Prompt:
Give a verbatim quotation of every record.

Record set:

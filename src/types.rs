use chrono::{DateTime, Utc};
use serde::{Deserialize, Serialize};

use crate::comments::ResolvedComment;
use crate::diff::FileDiffStat;

/// A merge proposal as rendered for consumers.
#[derive(Debug, Clone, PartialEq, Serialize, Deserialize)]
pub struct MergeProposal {
    pub id: String,
    pub self_link: String,
    pub repo_name: String,
    pub url: String,
    pub source_git_url: String,
    pub target_git_url: String,
    pub source_branch: String,
    pub target_branch: String,
    pub source_owner: String,
    pub target_owner: String,
    pub review_state: String,
    #[serde(default)]
    pub diffs: Vec<PreviewDiff>,
    #[serde(default)]
    pub reviewers: Vec<String>,
    pub description: Option<String>,
    pub commit_message: Option<String>,
    #[serde(default)]
    pub ci_cd_status: CiStatus,
    #[serde(default)]
    pub jira_tickets: Vec<String>,
    #[serde(default)]
    pub comments: Vec<MergeProposalComment>,
    #[serde(default)]
    pub review_votes: Vec<ReviewVote>,
}

/// One preview diff of a merge proposal.
#[derive(Debug, Clone, PartialEq, Serialize, Deserialize)]
pub struct PreviewDiff {
    pub id: u64,
    pub self_link: String,
    /// Per-file counts as reported by the review service
    #[serde(default)]
    pub diff_stats: Vec<DiffStat>,
    /// Per-file counts and status recomputed from `diff_text`
    #[serde(default)]
    pub file_stats: Vec<FileDiffStat>,
    #[serde(default)]
    pub inline_comments: Vec<ResolvedComment>,
    pub diff_text: Option<String>,
}

#[derive(Debug, Clone, PartialEq, Eq, Serialize, Deserialize)]
pub struct DiffStat {
    pub file: String,
    pub additions: u32,
    pub deletions: u32,
}

/// A general (non-inline) merge proposal comment.
#[derive(Debug, Clone, PartialEq, Eq, Serialize, Deserialize)]
pub struct MergeProposalComment {
    pub id: u64,
    pub self_link: String,
    pub author_username: String,
    pub message: String,
    pub date_created: DateTime<Utc>,
    pub date_last_edited: Option<DateTime<Utc>>,
}

#[derive(Debug, Clone, Copy, Default, PartialEq, Eq, Serialize, Deserialize)]
#[serde(rename_all = "SCREAMING_SNAKE_CASE")]
pub enum CiStatus {
    Passing,
    Failing,
    #[default]
    Unknown,
}

#[derive(Debug, Clone, Copy, PartialEq, Eq, Serialize, Deserialize)]
#[serde(rename_all = "SCREAMING_SNAKE_CASE")]
pub enum Vote {
    Approve,
    NeedsFixing,
    NeedsInfo,
    Abstain,
    Disapprove,
    NeedsResubmitting,
}

impl Vote {
    /// Parse the service's display form ("Approve", "Needs Fixing", ...).
    pub fn from_service(vote: &str) -> Option<Self> {
        match vote.trim().to_uppercase().replace([' ', '-'], "_").as_str() {
            "APPROVE" => Some(Vote::Approve),
            "NEEDS_FIXING" => Some(Vote::NeedsFixing),
            "NEEDS_INFO" | "NEEDS_INFORMATION" => Some(Vote::NeedsInfo),
            "ABSTAIN" => Some(Vote::Abstain),
            "DISAPPROVE" => Some(Vote::Disapprove),
            "NEEDS_RESUBMITTING" => Some(Vote::NeedsResubmitting),
            _ => None,
        }
    }
}

#[derive(Debug, Clone, PartialEq, Eq, Serialize, Deserialize)]
pub struct ReviewVote {
    pub reviewer_username: String,
    pub reviewer_display_name: String,
    pub vote: Option<Vote>,
    #[serde(default)]
    pub needs_reviewer: bool,
}

#[cfg(test)]
mod tests {
    use super::*;

    #[test]
    fn test_vote_from_service() {
        assert_eq!(Vote::from_service("Approve"), Some(Vote::Approve));
        assert_eq!(Vote::from_service("Needs Fixing"), Some(Vote::NeedsFixing));
        assert_eq!(Vote::from_service("Needs Information"), Some(Vote::NeedsInfo));
        assert_eq!(Vote::from_service("Needs Resubmitting"), Some(Vote::NeedsResubmitting));
        assert_eq!(Vote::from_service("Resubmit please"), None);
    }

    #[test]
    fn test_vote_and_ci_serialize_upper_snake() {
        assert_eq!(serde_json::to_string(&Vote::NeedsFixing).unwrap(), "\"NEEDS_FIXING\"");
        assert_eq!(serde_json::to_string(&CiStatus::Unknown).unwrap(), "\"UNKNOWN\"");
    }
}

Written solution:
filename src/types.rs
use chrono::{DateTime, Utc};
use serde::{Deserialize, Serialize};

use crate::comments::ResolvedComment;
use crate::diff::FileDiffStat;

/// A merge proposal as rendered for consumers.
#[derive(Debug, Clone, PartialEq, Serialize, Deserialize)]
pub struct MergeProposal {
    pub id: String,
    pub self_link: String,
    pub repo_name: String,
    pub url: String,
    pub source_git_url: String,
    pub target_git_url: String,
    pub source_branch: String,
    pub target_branch: String,
    pub source_owner: String,
    pub target_owner: String,
    pub review_state: String,
    #[serde(default)]
    pub diffs: Vec<PreviewDiff>,
    #[serde(default)]
    pub reviewers: Vec<String>,
    pub description: Option<String>,
    pub commit_message: Option<String>,
    #[serde(default)]
    pub ci_cd_status: CiStatus,
    #[serde(default)]
    pub jira_tickets: Vec<String>,
    #[serde(default)]
    pub comments: Vec<MergeProposalComment>,
    #[serde(default)]
    pub review_votes: Vec<ReviewVote>,
}

/// One preview diff of a merge proposal.
#[derive(Debug, Clone, PartialEq, Serialize, Deserialize)]
pub struct PreviewDiff {
    pub id: u64,
    pub self_link: String,
    /// Per-file counts as reported by the review service
    #[serde(default)]
    pub diff_stats: Vec<DiffStat>,
    /// Per-file counts and status recomputed from `diff_text`
    #[serde(default)]
    pub file_stats: Vec<FileDiffStat>,
    #[serde(default)]
    pub inline_comments: Vec<ResolvedComment>,
    pub diff_text: Option<String>,
}

#[derive(Debug, Clone, PartialEq, Eq, Serialize, Deserialize)]
pub struct DiffStat {
    pub file: String,
    pub additions: u32,
    pub deletions: u32,
}

/// A general (non-inline) merge proposal comment.
#[derive(Debug, Clone, PartialEq, Eq, Serialize, Deserialize)]
pub struct MergeProposalComment {
    pub id: u64,
    pub self_link: String,
    pub author_username: String,
    pub message: String,
    pub date_created: DateTime<Utc>,
    pub date_last_edited: Option<DateTime<Utc>>,
}

#[derive(Debug, Clone, Copy, Default, PartialEq, Eq, Serialize, Deserialize)]
#[serde(rename_all = "SCREAMING_SNAKE_CASE")]
pub enum CiStatus {
    Passing,
    Failing,
    #[default]
    Unknown,
}

#[derive(Debug, Clone, Copy, PartialEq, Eq, Serialize, Deserialize)]
#[serde(rename_all = "SCREAMING_SNAKE_CASE")]
pub enum Vote {
    Approve,
    NeedsFixing,
    NeedsInfo,
    Abstain,
    Disapprove,
    NeedsResubmitting,
}

impl Vote {
    /// Parse the service's display form ("Approve", "Needs Fixing", ...).
    pub fn from_service(vote: &str) -> Option<Self> {
        match vote.trim().to_uppercase().replace([' ', '-'], "_").as_str() {
            "APPROVE" => Some(Vote::Approve),
            "NEEDS_FIXING" => Some(Vote::NeedsFixing),
            "NEEDS_INFO" | "NEEDS_INFORMATION" => Some(Vote::NeedsInfo),
            "ABSTAIN" => Some(Vote::Abstain),
            "DISAPPROVE" => Some(Vote::Disapprove),
            "NEEDS_RESUBMITTING" => Some(Vote::NeedsResubmitting),
            _ => None,
        }
    }
}

#[derive(Debug, Clone, PartialEq, Eq, Serialize, Deserialize)]
pub struct ReviewVote {
    pub reviewer_username: String,
    pub reviewer_display_name: String,
    pub vote: Option<Vote>,
    #[serde(default)]
    pub needs_reviewer: bool,
}

#[cfg(test)]
mod tests {
    use super::*;

    #[test]
    fn test_vote_from_service() {
        assert_eq!(Vote::from_service("Approve"), Some(Vote::Approve));
        assert_eq!(Vote::from_service("Needs Fixing"), Some(Vote::NeedsFixing));
        assert_eq!(Vote::from_service("Needs Information"), Some(Vote::NeedsInfo));
        assert_eq!(Vote::from_service("Needs Resubmitting"), Some(Vote::NeedsResubmitting));
        assert_eq!(Vote::from_service("Resubmit please"), None);
    }

    #[test]
    fn test_vote_and_ci_serialize_upper_snake() {
        assert_eq!(serde_json::to_string(&Vote::NeedsFixing).unwrap(), "\"NEEDS_FIXING\"");
        assert_eq!(serde_json::to_string(&CiStatus::Unknown).unwrap(), "\"UNKNOWN\"");
    }
}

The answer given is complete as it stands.